→ **Data provided**
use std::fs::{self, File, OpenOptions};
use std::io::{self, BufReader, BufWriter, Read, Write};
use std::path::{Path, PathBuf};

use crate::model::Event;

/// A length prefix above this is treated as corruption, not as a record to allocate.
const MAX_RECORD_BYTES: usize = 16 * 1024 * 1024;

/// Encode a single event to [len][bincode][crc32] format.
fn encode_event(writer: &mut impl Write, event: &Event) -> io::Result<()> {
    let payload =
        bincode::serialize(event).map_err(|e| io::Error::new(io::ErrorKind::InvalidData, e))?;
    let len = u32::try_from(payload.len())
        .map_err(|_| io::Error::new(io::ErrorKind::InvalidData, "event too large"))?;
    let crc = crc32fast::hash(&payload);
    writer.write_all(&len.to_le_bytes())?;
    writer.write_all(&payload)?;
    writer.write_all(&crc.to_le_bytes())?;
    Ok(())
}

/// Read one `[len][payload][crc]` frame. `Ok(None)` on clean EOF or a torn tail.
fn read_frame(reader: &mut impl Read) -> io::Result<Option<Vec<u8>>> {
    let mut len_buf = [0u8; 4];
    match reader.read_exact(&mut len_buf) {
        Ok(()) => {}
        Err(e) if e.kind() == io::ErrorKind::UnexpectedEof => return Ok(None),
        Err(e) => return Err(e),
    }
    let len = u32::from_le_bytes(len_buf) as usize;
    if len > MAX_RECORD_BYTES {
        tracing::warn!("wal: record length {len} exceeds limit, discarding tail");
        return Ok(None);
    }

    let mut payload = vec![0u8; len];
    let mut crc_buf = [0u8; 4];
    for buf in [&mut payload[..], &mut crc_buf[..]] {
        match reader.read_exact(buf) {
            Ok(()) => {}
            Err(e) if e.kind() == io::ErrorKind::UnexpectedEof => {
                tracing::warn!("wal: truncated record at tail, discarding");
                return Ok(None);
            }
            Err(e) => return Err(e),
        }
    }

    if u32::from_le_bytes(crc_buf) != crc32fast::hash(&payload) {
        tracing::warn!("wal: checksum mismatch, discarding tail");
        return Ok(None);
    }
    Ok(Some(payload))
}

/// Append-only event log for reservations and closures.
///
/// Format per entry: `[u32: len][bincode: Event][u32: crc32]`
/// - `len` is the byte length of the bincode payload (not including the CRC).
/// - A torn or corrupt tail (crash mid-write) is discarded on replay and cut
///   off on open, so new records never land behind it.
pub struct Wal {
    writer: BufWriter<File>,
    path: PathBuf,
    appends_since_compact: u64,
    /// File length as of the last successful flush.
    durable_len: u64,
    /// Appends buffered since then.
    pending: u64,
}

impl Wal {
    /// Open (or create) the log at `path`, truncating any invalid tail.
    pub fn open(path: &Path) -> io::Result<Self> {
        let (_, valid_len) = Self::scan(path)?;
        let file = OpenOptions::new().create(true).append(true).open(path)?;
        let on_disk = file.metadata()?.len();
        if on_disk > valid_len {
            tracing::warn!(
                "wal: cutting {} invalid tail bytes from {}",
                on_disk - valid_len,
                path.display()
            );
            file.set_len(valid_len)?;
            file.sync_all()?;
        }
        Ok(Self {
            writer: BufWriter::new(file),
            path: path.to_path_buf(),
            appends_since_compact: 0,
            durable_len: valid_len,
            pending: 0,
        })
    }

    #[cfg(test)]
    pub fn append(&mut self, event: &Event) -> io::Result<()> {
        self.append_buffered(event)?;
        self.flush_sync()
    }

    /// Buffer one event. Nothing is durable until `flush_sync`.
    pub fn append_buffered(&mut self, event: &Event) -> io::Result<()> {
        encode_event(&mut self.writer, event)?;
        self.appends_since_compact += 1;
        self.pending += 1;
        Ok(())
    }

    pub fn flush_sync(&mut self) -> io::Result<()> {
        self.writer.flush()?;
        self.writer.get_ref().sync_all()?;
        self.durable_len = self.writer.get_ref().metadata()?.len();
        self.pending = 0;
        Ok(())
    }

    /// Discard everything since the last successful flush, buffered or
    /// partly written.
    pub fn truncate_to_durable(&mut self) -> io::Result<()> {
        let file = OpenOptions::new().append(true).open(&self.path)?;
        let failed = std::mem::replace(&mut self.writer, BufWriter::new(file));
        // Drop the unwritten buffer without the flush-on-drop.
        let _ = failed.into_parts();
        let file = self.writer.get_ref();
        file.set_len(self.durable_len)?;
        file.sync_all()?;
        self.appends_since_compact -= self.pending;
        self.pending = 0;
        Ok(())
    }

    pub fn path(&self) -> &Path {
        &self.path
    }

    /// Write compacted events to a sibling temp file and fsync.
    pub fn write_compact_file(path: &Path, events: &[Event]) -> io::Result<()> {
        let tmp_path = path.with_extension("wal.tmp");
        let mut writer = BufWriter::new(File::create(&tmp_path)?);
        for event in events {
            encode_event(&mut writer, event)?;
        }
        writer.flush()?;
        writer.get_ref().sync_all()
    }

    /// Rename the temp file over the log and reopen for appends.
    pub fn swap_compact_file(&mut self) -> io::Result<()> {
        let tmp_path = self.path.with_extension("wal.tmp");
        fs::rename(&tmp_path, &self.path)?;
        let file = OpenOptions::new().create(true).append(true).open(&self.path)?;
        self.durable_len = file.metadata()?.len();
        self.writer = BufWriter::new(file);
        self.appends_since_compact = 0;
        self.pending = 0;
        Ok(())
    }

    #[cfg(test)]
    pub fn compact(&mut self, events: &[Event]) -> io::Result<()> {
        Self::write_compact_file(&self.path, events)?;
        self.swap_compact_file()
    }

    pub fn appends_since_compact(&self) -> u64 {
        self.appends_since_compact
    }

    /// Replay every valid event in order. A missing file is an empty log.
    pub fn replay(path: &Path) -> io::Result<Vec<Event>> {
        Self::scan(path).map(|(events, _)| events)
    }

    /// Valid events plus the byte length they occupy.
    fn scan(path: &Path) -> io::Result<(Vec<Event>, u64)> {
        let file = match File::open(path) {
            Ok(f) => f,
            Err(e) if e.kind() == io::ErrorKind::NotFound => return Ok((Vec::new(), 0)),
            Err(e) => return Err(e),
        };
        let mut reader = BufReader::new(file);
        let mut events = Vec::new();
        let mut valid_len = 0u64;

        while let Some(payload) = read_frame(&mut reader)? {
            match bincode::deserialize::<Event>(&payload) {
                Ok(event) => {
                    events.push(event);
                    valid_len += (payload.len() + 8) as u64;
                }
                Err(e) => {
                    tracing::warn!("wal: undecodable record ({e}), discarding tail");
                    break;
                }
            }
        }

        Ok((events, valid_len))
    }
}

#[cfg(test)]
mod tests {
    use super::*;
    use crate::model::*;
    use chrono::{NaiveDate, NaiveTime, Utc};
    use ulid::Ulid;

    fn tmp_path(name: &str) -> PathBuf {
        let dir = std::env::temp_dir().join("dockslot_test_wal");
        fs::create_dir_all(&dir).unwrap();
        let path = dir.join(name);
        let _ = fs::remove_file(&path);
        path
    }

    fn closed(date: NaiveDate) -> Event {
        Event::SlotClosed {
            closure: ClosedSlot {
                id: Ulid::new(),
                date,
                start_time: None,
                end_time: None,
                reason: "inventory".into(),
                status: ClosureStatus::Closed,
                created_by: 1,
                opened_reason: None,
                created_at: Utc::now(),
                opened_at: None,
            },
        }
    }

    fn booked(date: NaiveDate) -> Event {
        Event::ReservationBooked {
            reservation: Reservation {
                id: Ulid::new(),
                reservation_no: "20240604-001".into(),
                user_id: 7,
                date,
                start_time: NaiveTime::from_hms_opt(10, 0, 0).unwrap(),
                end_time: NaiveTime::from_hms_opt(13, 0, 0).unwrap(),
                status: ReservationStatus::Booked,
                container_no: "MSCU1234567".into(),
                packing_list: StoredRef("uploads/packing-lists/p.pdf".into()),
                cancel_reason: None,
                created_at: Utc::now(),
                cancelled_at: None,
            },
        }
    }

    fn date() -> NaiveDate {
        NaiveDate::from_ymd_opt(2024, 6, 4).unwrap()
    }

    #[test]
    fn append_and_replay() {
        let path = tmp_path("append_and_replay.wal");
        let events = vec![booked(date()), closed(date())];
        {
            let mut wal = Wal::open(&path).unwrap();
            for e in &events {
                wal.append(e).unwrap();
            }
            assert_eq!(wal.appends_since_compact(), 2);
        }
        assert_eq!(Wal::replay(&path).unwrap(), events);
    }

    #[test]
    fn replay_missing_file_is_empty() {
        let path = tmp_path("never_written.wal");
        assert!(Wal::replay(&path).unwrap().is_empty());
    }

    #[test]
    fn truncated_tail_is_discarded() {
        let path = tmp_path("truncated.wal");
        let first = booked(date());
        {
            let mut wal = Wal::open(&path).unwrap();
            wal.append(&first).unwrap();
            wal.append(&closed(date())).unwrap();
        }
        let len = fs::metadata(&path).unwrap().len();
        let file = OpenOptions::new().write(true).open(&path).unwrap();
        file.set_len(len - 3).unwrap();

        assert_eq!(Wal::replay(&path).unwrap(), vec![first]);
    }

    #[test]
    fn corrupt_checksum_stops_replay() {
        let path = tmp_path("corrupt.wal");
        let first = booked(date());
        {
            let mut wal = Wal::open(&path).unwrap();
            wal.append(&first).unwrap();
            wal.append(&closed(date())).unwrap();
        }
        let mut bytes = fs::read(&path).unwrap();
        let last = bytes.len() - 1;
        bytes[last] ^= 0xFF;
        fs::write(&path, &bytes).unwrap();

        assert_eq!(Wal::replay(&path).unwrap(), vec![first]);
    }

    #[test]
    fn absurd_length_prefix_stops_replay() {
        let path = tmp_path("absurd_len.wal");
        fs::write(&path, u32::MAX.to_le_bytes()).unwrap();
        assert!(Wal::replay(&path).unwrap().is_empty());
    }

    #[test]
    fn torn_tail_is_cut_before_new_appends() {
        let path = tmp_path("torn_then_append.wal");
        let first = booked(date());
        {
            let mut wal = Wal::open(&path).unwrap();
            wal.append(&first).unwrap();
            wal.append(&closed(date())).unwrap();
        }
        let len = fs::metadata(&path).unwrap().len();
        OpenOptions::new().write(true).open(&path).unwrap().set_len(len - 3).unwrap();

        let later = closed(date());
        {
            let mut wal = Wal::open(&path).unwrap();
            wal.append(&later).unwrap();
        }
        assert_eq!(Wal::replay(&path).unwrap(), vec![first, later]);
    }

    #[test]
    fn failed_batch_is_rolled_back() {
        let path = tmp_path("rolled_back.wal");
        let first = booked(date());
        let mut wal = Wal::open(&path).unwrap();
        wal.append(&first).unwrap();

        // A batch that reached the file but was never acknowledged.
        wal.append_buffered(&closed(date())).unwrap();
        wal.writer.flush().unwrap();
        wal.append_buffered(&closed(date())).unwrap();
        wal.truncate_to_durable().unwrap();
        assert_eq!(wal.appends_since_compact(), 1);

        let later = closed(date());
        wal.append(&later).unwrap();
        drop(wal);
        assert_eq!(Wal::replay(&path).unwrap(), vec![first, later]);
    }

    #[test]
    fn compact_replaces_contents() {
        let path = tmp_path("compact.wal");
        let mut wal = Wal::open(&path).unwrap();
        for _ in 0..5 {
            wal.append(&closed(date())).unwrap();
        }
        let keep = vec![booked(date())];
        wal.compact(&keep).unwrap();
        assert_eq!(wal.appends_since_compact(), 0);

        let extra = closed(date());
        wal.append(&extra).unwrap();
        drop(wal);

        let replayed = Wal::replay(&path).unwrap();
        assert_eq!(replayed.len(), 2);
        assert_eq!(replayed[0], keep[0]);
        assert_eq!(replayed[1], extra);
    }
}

→ **Exercise requirements**
In the entries above, the lines between the one holding "encode_event(&mut self.writer, event)?;" and the one holding "an empty log.", inclusive, are to be printed exactly as written, and those alone.

→ **Completed exercise**
        encode_event(&mut self.writer, event)?;
        self.appends_since_compact += 1;
        self.pending += 1;
        Ok(())
    }

    pub fn flush_sync(&mut self) -> io::Result<()> {
        self.writer.flush()?;
        self.writer.get_ref().sync_all()?;
        self.durable_len = self.writer.get_ref().metadata()?.len();
        self.pending = 0;
        Ok(())
    }

    /// Discard everything since the last successful flush, buffered or
    /// partly written.
    pub fn truncate_to_durable(&mut self) -> io::Result<()> {
        let file = OpenOptions::new().append(true).open(&self.path)?;
        let failed = std::mem::replace(&mut self.writer, BufWriter::new(file));
        // Drop the unwritten buffer without the flush-on-drop.
        let _ = failed.into_parts();
        let file = self.writer.get_ref();
        file.set_len(self.durable_len)?;
        file.sync_all()?;
        self.appends_since_compact -= self.pending;
        self.pending = 0;
        Ok(())
    }

    pub fn path(&self) -> &Path {
        &self.path
    }

    /// Write compacted events to a sibling temp file and fsync.
    pub fn write_compact_file(path: &Path, events: &[Event]) -> io::Result<()> {
        let tmp_path = path.with_extension("wal.tmp");
        let mut writer = BufWriter::new(File::create(&tmp_path)?);
        for event in events {
            encode_event(&mut writer, event)?;
        }
        writer.flush()?;
        writer.get_ref().sync_all()
    }

    /// Rename the temp file over the log and reopen for appends.
    pub fn swap_compact_file(&mut self) -> io::Result<()> {
        let tmp_path = self.path.with_extension("wal.tmp");
        fs::rename(&tmp_path, &self.path)?;
        let file = OpenOptions::new().create(true).append(true).open(&self.path)?;
        self.durable_len = file.metadata()?.len();
        self.writer = BufWriter::new(file);
        self.appends_since_compact = 0;
        self.pending = 0;
        Ok(())
    }

    #[cfg(test)]
    pub fn compact(&mut self, events: &[Event]) -> io::Result<()> {
        Self::write_compact_file(&self.path, events)?;
        self.swap_compact_file()
    }

    pub fn appends_since_compact(&self) -> u64 {
        self.appends_since_compact
    }

    /// Replay every valid event in order. A missing file is an empty log.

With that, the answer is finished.